Input data:

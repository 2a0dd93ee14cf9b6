//! Change-notification channel over the hosted realtime socket.
//!
//! The socket speaks the Phoenix message protocol: the client joins a topic
//! with a `postgres_changes` config filtered to the owner's rows, answers
//! with periodic heartbeats, and treats every change event identically. The
//! expected reaction is a full list refetch; payloads are never inspected.
//!
//! All socket logic is gated behind `#[cfg(feature = "web")]` since it
//! requires a browser environment.
//!
//! ERROR HANDLING
//! ==============
//! Transport failures are logged and absorbed by a reconnect loop with
//! exponential backoff while the subscription stays alive; the view layer
//! never sees socket errors.

#[cfg(test)]
#[path = "realtime_test.rs"]
mod realtime_test;

use std::sync::Arc;
use std::sync::atomic::{AtomicBool, Ordering};

use crate::net::types::SocketMessage;

#[cfg(feature = "web")]
use crate::config::Config;
#[cfg(feature = "web")]
use crate::net::types::Session;

/// Seconds between Phoenix heartbeats; the hosted socket drops silent
/// connections after roughly twice this.
#[cfg(feature = "web")]
const HEARTBEAT_SECS: u64 = 30;

/// Topic for the owner's bookmark changes.
#[cfg(any(test, feature = "web"))]
fn channel_topic(owner_id: &str) -> String {
    format!("realtime:bookmarks:{owner_id}")
}

/// Join message subscribing to every change on the owner's rows.
#[cfg(any(test, feature = "web"))]
fn join_message(topic: &str, owner_id: &str, access_token: &str, reference: &str) -> SocketMessage {
    SocketMessage {
        topic: topic.to_owned(),
        event: "phx_join".to_owned(),
        payload: serde_json::json!({
            "access_token": access_token,
            "config": {
                "postgres_changes": [{
                    "event": "*",
                    "schema": "public",
                    "table": "bookmarks",
                    "filter": format!("user_id=eq.{owner_id}"),
                }],
            },
        }),
        reference: Some(reference.to_owned()),
    }
}

#[cfg(any(test, feature = "web"))]
fn heartbeat_message(reference: &str) -> SocketMessage {
    SocketMessage {
        topic: "phoenix".to_owned(),
        event: "heartbeat".to_owned(),
        payload: serde_json::json!({}),
        reference: Some(reference.to_owned()),
    }
}

#[cfg(any(test, feature = "web"))]
fn leave_message(topic: &str, reference: &str) -> SocketMessage {
    SocketMessage {
        topic: topic.to_owned(),
        event: "phx_leave".to_owned(),
        payload: serde_json::json!({}),
        reference: Some(reference.to_owned()),
    }
}

/// Whether an incoming message is a row-change notification.
///
/// Inserts, updates, and deletes all arrive as the same event; the payload
/// detail is deliberately ignored.
pub fn is_change_notification(message: &SocketMessage) -> bool {
    message.event == "postgres_changes"
}

/// Handle for an active change subscription.
///
/// Dropping the handle does not stop the channel; call
/// [`ChangeSubscription::unsubscribe`] on teardown. Afterwards the callback
/// is guaranteed not to fire again.
#[derive(Clone, Debug)]
pub struct ChangeSubscription {
    alive: Arc<AtomicBool>,
    #[cfg(feature = "web")]
    outgoing: futures::channel::mpsc::UnboundedSender<SocketMessage>,
    #[cfg(feature = "web")]
    topic: String,
}

impl ChangeSubscription {
    pub fn is_active(&self) -> bool {
        self.alive.load(Ordering::Relaxed)
    }

    /// Stop the channel: best-effort leave, then shut the reconnect loop
    /// down. No callback fires after this returns.
    pub fn unsubscribe(&self) {
        self.alive.store(false, Ordering::Relaxed);
        #[cfg(feature = "web")]
        {
            let _ = self
                .outgoing
                .unbounded_send(leave_message(&self.topic, &uuid::Uuid::new_v4().to_string()));
            self.outgoing.close_channel();
        }
    }

    #[cfg(all(test, not(feature = "web")))]
    fn test_handle() -> Self {
        Self {
            alive: Arc::new(AtomicBool::new(true)),
        }
    }
}

/// Open a live channel filtered to the owner's rows. `on_change` runs for
/// every change notification until the subscription is unsubscribed.
#[cfg(feature = "web")]
pub fn subscribe_to_changes(
    config: &Config,
    session: &Session,
    on_change: impl Fn() + 'static,
) -> ChangeSubscription {
    use futures::channel::mpsc;

    let alive = Arc::new(AtomicBool::new(true));
    let (tx, rx) = mpsc::unbounded::<SocketMessage>();
    let topic = channel_topic(&session.user_id);
    let subscription = ChangeSubscription {
        alive: alive.clone(),
        outgoing: tx.clone(),
        topic: topic.clone(),
    };

    leptos::task::spawn_local(channel_loop(
        config.realtime_endpoint(),
        topic,
        session.user_id.clone(),
        session.access_token.clone(),
        alive,
        tx,
        rx,
        on_change,
    ));

    subscription
}

/// Connection loop with reconnect and exponential backoff.
#[cfg(feature = "web")]
#[allow(clippy::too_many_arguments)]
async fn channel_loop(
    socket_url: String,
    topic: String,
    owner_id: String,
    access_token: String,
    alive: Arc<AtomicBool>,
    tx: futures::channel::mpsc::UnboundedSender<SocketMessage>,
    rx: futures::channel::mpsc::UnboundedReceiver<SocketMessage>,
    on_change: impl Fn() + 'static,
) {
    use std::cell::RefCell;
    use std::rc::Rc;

    let rx = Rc::new(RefCell::new(rx));
    let on_change = Rc::new(on_change);
    let mut backoff_ms: u32 = 1000;
    let max_backoff_ms: u32 = 10_000;

    while alive.load(Ordering::Relaxed) {
        match connect_and_run(
            &socket_url,
            &topic,
            &owner_id,
            &access_token,
            &alive,
            &tx,
            &rx,
            on_change.clone(),
        )
        .await
        {
            Ok(()) => {
                leptos::logging::log!("realtime channel closed");
            }
            Err(e) => {
                leptos::logging::warn!("realtime channel error: {e}");
            }
        }

        if !alive.load(Ordering::Relaxed) {
            break;
        }

        // Exponential backoff before reconnect.
        gloo_timers::future::sleep(std::time::Duration::from_millis(u64::from(backoff_ms))).await;
        backoff_ms = (backoff_ms * 2).min(max_backoff_ms);
    }
}

/// Connect, join the topic, and pump messages until disconnect or
/// unsubscription.
#[cfg(feature = "web")]
#[allow(clippy::too_many_arguments)]
async fn connect_and_run(
    socket_url: &str,
    topic: &str,
    owner_id: &str,
    access_token: &str,
    alive: &Arc<AtomicBool>,
    tx: &futures::channel::mpsc::UnboundedSender<SocketMessage>,
    rx: &std::rc::Rc<std::cell::RefCell<futures::channel::mpsc::UnboundedReceiver<SocketMessage>>>,
    on_change: std::rc::Rc<impl Fn() + 'static>,
) -> Result<(), String> {
    use futures::{SinkExt, StreamExt};
    use gloo_net::websocket::Message;
    use gloo_net::websocket::futures::WebSocket;

    let ws = WebSocket::open(socket_url).map_err(|e| e.to_string())?;
    let (mut ws_write, mut ws_read) = ws.split();

    let join = join_message(topic, owner_id, access_token, &uuid::Uuid::new_v4().to_string());
    let raw = serde_json::to_string(&join).map_err(|e| e.to_string())?;
    ws_write
        .send(Message::Text(raw))
        .await
        .map_err(|e| e.to_string())?;

    // Forward queued outgoing messages (heartbeats, leave) to the socket.
    let mut rx_borrow = rx.borrow_mut();
    let send_task = async {
        while let Some(message) = rx_borrow.next().await {
            let Ok(raw) = serde_json::to_string(&message) else {
                continue;
            };
            if ws_write.send(Message::Text(raw)).await.is_err() {
                break;
            }
        }
    };

    // Heartbeats keep the hosted socket from dropping the connection.
    let heartbeat_tx = tx.clone();
    let heartbeat_alive = alive.clone();
    let heartbeat_task = async move {
        loop {
            gloo_timers::future::sleep(std::time::Duration::from_secs(HEARTBEAT_SECS)).await;
            if !heartbeat_alive.load(Ordering::Relaxed) {
                break;
            }
            let beat = heartbeat_message(&uuid::Uuid::new_v4().to_string());
            if heartbeat_tx.unbounded_send(beat).is_err() {
                break;
            }
        }
    };

    // Receive loop: classify incoming messages and fire the callback.
    let recv_alive = alive.clone();
    let recv_task = async move {
        while let Some(incoming) = ws_read.next().await {
            match incoming {
                Ok(Message::Text(raw)) => {
                    if let Ok(message) = serde_json::from_str::<SocketMessage>(&raw) {
                        if is_change_notification(&message) && recv_alive.load(Ordering::Relaxed) {
                            on_change();
                        }
                    }
                }
                Ok(Message::Bytes(_)) => {}
                Err(e) => {
                    leptos::logging::warn!("realtime recv error: {e}");
                    break;
                }
            }
        }
    };

    // Run all three loops; when any finishes, the connection is done.
    futures::future::select(
        Box::pin(futures::future::select(
            Box::pin(send_task),
            Box::pin(recv_task),
        )),
        Box::pin(heartbeat_task),
    )
    .await;

    Ok(())
}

Task item:
Check each line of the entries, and copy the ones that contain "callback".

Answer box:
/// [`ChangeSubscription::unsubscribe`] on teardown. Afterwards the callback
    /// down. No callback fires after this returns.
    // Receive loop: classify incoming messages and fire the callback.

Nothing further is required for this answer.